D’autres fois, l’aïeul et sa petite-fille se mettaient à genoux, côte à côte, sur un beau prie-Dieu d’ébène. L’aïeul priait pour ses quatre fils, martyrs de la plus sainte des causes, et pour le cinquième, qui attendait le même martyre. L’enfant priait pour son père. Et quand cet homme, qui avait donné sa famille entière à Dieu et au roi, avait fini de louer Dieu, il criait : Vive le roi ! — et la faible voix de la jeune fille répétait ce cri loyal, héroïque mot d’ordre que murmurait peut-être en ce moment la bouche mourante du dernier Bazouge, sur quelque champ de bataille vendéen.

Pendant cela, César était couché dans un coin du salon : ses yeux gris, à reflets de feu se fixaient amoureusement sur sa jeune maîtresse. Quand le regard d’Henriette tombait sur lui par hasard, il se levait à demi, tendait ses deux pattes de devant et humait joyeusement l’air. Il ne la perdait jamais de vue tant que durait le jour ; la nuit, il se couchait en travers de sa porte, comme faisaient les gentilshommes de la chambre des anciens rois de Portugal.
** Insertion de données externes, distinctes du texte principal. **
// SPDX-License-Identifier: PMPL-1.0-or-later
// Copyright (c) 2026 Jonathan D.A. Jewell (hyperpolymath) <jonathan.jewell@open.ac.uk>
//
// Extraction orchestrator.
//
// Per page: classify, then either accept the native text layer or rasterise,
// preprocess, recognise with every engine on every variant, score, and cache.
// Every page ends in a record; only a document that cannot be opened at all
// is an error, and that happens before the orchestrator is reached.

use std::sync::Arc;
use std::time::Instant;

use image::DynamicImage;
use pagesift_core::error::Result;
use pagesift_core::types::{
    ComprehensiveResult, ContentClassification, ContentType, EngineResult, EngineStatus,
    PageRecord, VariantKind, VariantResults, method,
};
use pagesift_core::{BatchReport, ExtractionConfig};
use tracing::{debug, info, instrument, warn};

use crate::cache::{DiskCache, MemoryCache, ResultCache, fingerprint_image};
use crate::classify::PageClassifier;
use crate::markdown::{combine_text_and_tables, tables_to_markdown};
use crate::pdf::PageSource;
use crate::pool::run_indexed;
use crate::preprocess::{PreprocessPolicy, preprocess};
use crate::recognize::RecognitionSet;
use crate::recognize::clean::is_meaningful;
use crate::score::choose_best;

/// Drives extraction for whole documents or loose page images.
///
/// Cheap to clone; clones share engines and cache.
#[derive(Clone)]
pub struct Extractor {
    config: Arc<ExtractionConfig>,
    recognizers: RecognitionSet,
    cache: Option<Arc<dyn ResultCache>>,
    policy: PreprocessPolicy,
    classifier: PageClassifier,
}

impl Extractor {
    /// Assemble an extractor from explicit parts. `cache` is ignored when
    /// `config.use_cache` is off.
    pub fn new(
        config: ExtractionConfig,
        recognizers: RecognitionSet,
        cache: Option<Arc<dyn ResultCache>>,
    ) -> Self {
        let cache = if config.use_cache { cache } else { None };
        Self {
            policy: PreprocessPolicy::from_config(&config),
            classifier: PageClassifier::new(&config),
            config: Arc::new(config),
            recognizers,
            cache,
        }
    }

    /// Validate `config`, build the enabled engines, and open the configured
    /// cache (on disk when `cache_dir` is set, otherwise in memory).
    pub fn from_config(config: ExtractionConfig) -> Result<Self> {
        config.validate()?;
        let recognizers = RecognitionSet::from_config(&config);
        if recognizers.is_empty() {
            warn!("No recognition engine available; scanned pages will yield no text");
        }

        let cache: Option<Arc<dyn ResultCache>> = match (&config.cache_dir, config.use_cache) {
            (_, false) => None,
            (Some(dir), true) => Some(Arc::new(DiskCache::open(dir)?)),
            (None, true) => Some(Arc::new(MemoryCache::new())),
        };

        Ok(Self::new(config, recognizers, cache))
    }

    pub fn config(&self) -> &ExtractionConfig {
        &self.config
    }

    pub fn engine_status(&self) -> &[EngineStatus] {
        self.recognizers.engine_status()
    }

    // -- Single image -----------------------------------------------------------

    /// Best text for one page image: cache lookup, then every engine on the
    /// raw and the preprocessed image, scored.
    #[instrument(skip_all, fields(content_type = content_type.as_str()))]
    pub fn extract_comprehensive(
        &self,
        image: &DynamicImage,
        content_type: ContentType,
    ) -> ComprehensiveResult {
        let started = Instant::now();

        let key = self
            .cache
            .as_ref()
            .map(|_| fingerprint_image(image, content_type));
        if let (Some(cache), Some(key)) = (&self.cache, &key)
            && let Some(hit) = cache.get(key)
        {
            debug!(key = %key, "Cache hit");
            return hit;
        }

        let steps = self.policy.steps_for(content_type);
        let preprocessed = preprocess(image, &steps);

        let all_variant_results = vec![
            VariantResults {
                variant: VariantKind::NoPreprocessing,
                results: self.recognize_all(image),
            },
            VariantResults {
                variant: VariantKind::WithPreprocessing,
                results: self.recognize_all(&preprocessed),
            },
        ];

        let best = choose_best(
            &all_variant_results,
            self.config.min_text_length,
            &self.config.engine_priority,
        );

        let result = ComprehensiveResult {
            text_length: best.text.chars().count(),
            is_meaningful: is_meaningful(&best.text, self.config.min_text_length),
            best_text: best.text,
            best_confidence: best.confidence,
            best_method: best.method,
            processing_time: started.elapsed().as_secs_f64(),
            all_variant_results,
            document_type: content_type,
        };

        if let (Some(cache), Some(key)) = (&self.cache, &key) {
            cache.put(key, &result);
        }
        debug!(
            method = %result.best_method,
            confidence = result.best_confidence,
            "Comprehensive extraction finished"
        );
        result
    }

    /// Run every engine on `image`, concurrently, returning results in
    /// engine-priority order.
    fn recognize_all(&self, image: &DynamicImage) -> Vec<EngineResult> {
        let adapters = self.recognizers.adapters();
        std::thread::scope(|scope| {
            let handles: Vec<_> = adapters
                .iter()
                .map(|adapter| (adapter.engine(), scope.spawn(move || adapter.extract(image))))
                .collect();

            handles
                .into_iter()
                .map(|(engine, handle)| {
                    let (text, confidence) = handle.join().unwrap_or_else(|_| {
                        warn!(engine = engine.as_str(), "Recognition thread panicked");
                        (String::new(), 0.0)
                    });
                    EngineResult {
                        engine,
                        text,
                        confidence,
                    }
                })
                .collect()
        })
    }

    // -- Single page ------------------------------------------------------------

    /// Produce the final record for one classified page. Never fails.
    #[instrument(skip_all, fields(page_index = classification.page_index))]
    pub fn extract_page(
        &self,
        source: &dyn PageSource,
        classification: &ContentClassification,
    ) -> PageRecord {
        let started = Instant::now();
        let page_index = classification.page_index;
        let content_type = classification.content_type;

        let mut record = match self.run_page(source, classification) {
            Ok(record) => record,
            Err(err) => {
                warn!(error = %err, "Page extraction failed");
                PageRecord::failed(page_index, content_type, err.to_string())
            }
        };
        record.processing_time = started.elapsed().as_secs_f64();
        record.classification = Some(classification.clone());
        record
    }

    fn run_page(
        &self,
        source: &dyn PageSource,
        classification: &ContentClassification,
    ) -> Result<PageRecord> {
        let page_index = classification.page_index;
        let content_type = classification.content_type;
        let record = |text: String, confidence: f64, method: &str| PageRecord {
            page_index,
            text,
            confidence,
            method: method.to_owned(),
            content_type,
            processing_time: 0.0,
            error: None,
            classification: None,
            ocr_details: None,
        };

        let native = match source.native_text(page_index) {
            Ok(text) => text.trim().to_owned(),
            Err(err) => {
                warn!(error = %err, "Native text unavailable");
                String::new()
            }
        };
        let native_length = native.chars().count();

        if !classification.needs_ocr && native_length >= self.config.min_text_length {
            debug!(native_length, "Native text sufficient");
            return Ok(record(native, 100.0, method::NATIVE_TEXT));
        }

        let image = match source.rasterize(page_index, self.config.dpi) {
            Ok(image) => image,
            Err(err) => {
                warn!(error = %err, "Rasterisation failed; falling back to native text");
                let confidence = if native.is_empty() { 0.0 } else { 50.0 };
                let mut fallback = record(native, confidence, method::NATIVE_FALLBACK);
                fallback.error = Some(err.to_string());
                return Ok(fallback);
            }
        };

        let ocr = self.extract_comprehensive(&image, content_type);
        let (mut text, chosen_method) = if ocr.best_text.chars().count() > native_length {
            (ocr.best_text.clone(), ocr.best_method.clone())
        } else {
            (native, method::NATIVE.to_owned())
        };

        if content_type == ContentType::Table {
            let tables = source.table_regions(page_index).unwrap_or_else(|err| {
                warn!(error = %err, "Table regions unavailable; keeping recognised text");
                Vec::new()
            });
            if !tables.is_empty() {
                text = combine_text_and_tables(&text, &tables_to_markdown(&tables));
            }
        }

        let mut page = record(text, ocr.best_confidence, &chosen_method);
        page.ocr_details = Some(ocr);
        Ok(page)
    }

    // -- Batches ----------------------------------------------------------------

    /// Classify and extract every page of `source`, each stage on its own
    /// bounded pool. Records come back ordered by page index.
    #[instrument(skip_all, fields(pages = source.page_count()))]
    pub async fn process_document(&self, source: Arc<dyn PageSource>) -> Vec<PageRecord> {
        let workers = self.config.workers();
        let classifications = Arc::new(
            self.classifier
                .classify_all(Arc::clone(&source), workers)
                .await,
        );

        info!(pages = classifications.len(), workers, "Extracting pages");
        let this = self.clone();
        let job_classes = Arc::clone(&classifications);
        let mut records = run_indexed(
            classifications.len(),
            workers,
            move |page_index| this.extract_page(source.as_ref(), &job_classes[page_index]),
            |page_index, message| {
                PageRecord::failed(
                    page_index,
                    classifications[page_index].content_type,
                    message,
                )
            },
        )
        .await;

        records.sort_by_key(|record| record.page_index);
        info!(pages = records.len(), "Document processed");
        records
    }

    /// Extract loose page images. `document_types[i]` applies to `images[i]`;
    /// missing entries default to `mixed`. Records are indexed by position.
    pub async fn batch_extract(
        &self,
        images: Vec<DynamicImage>,
        document_types: &[ContentType],
    ) -> Vec<PageRecord> {
        let types: Arc<Vec<ContentType>> = Arc::new(
            (0..images.len())
                .map(|i| document_types.get(i).copied().unwrap_or(ContentType::Mixed))
                .collect(),
        );
        let images = Arc::new(images);

        let this = self.clone();
        let job_types = Arc::clone(&types);
        let mut records = run_indexed(
            images.len(),
            self.config.workers(),
            move |index| {
                let started = Instant::now();
                let result = this.extract_comprehensive(&images[index], job_types[index]);
                PageRecord {
                    page_index: index,
                    text: result.best_text.clone(),
                    confidence: result.best_confidence,
                    method: result.best_method.clone(),
                    content_type: job_types[index],
                    processing_time: started.elapsed().as_secs_f64(),
                    error: None,
                    classification: None,
                    ocr_details: Some(result),
                }
            },
            |index, message| PageRecord::failed(index, types[index], message),
        )
        .await;

        records.sort_by_key(|record| record.page_index);
        records
    }

    /// Wrap finished records with their batch statistics.
    pub fn report(&self, records: Vec<PageRecord>) -> BatchReport {
        BatchReport::new(records, self.config.confidence_threshold)
    }
}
Dès qu’Henriette mettait le pied dehors, César tournait en bondissant autour d’elle. Il courait follement le long des grandes allées du jardin, enjambait les plates-bandes, et revenait mettre son museau dans le sable au pied de sa suzeraine. César aimait bien M. de Bazouge, mais nous ne trouvons pas de mot qui puisse peindre convenablement son attachement pour Henriette. Sur un geste d’elle, il eût abandonné un os à ronger, il aurait peut-être, sur son ordre, signé un traité de paix avec certain matou retranché dans les combles du château, et contre lequel il entretenait une vendetta héréditaire.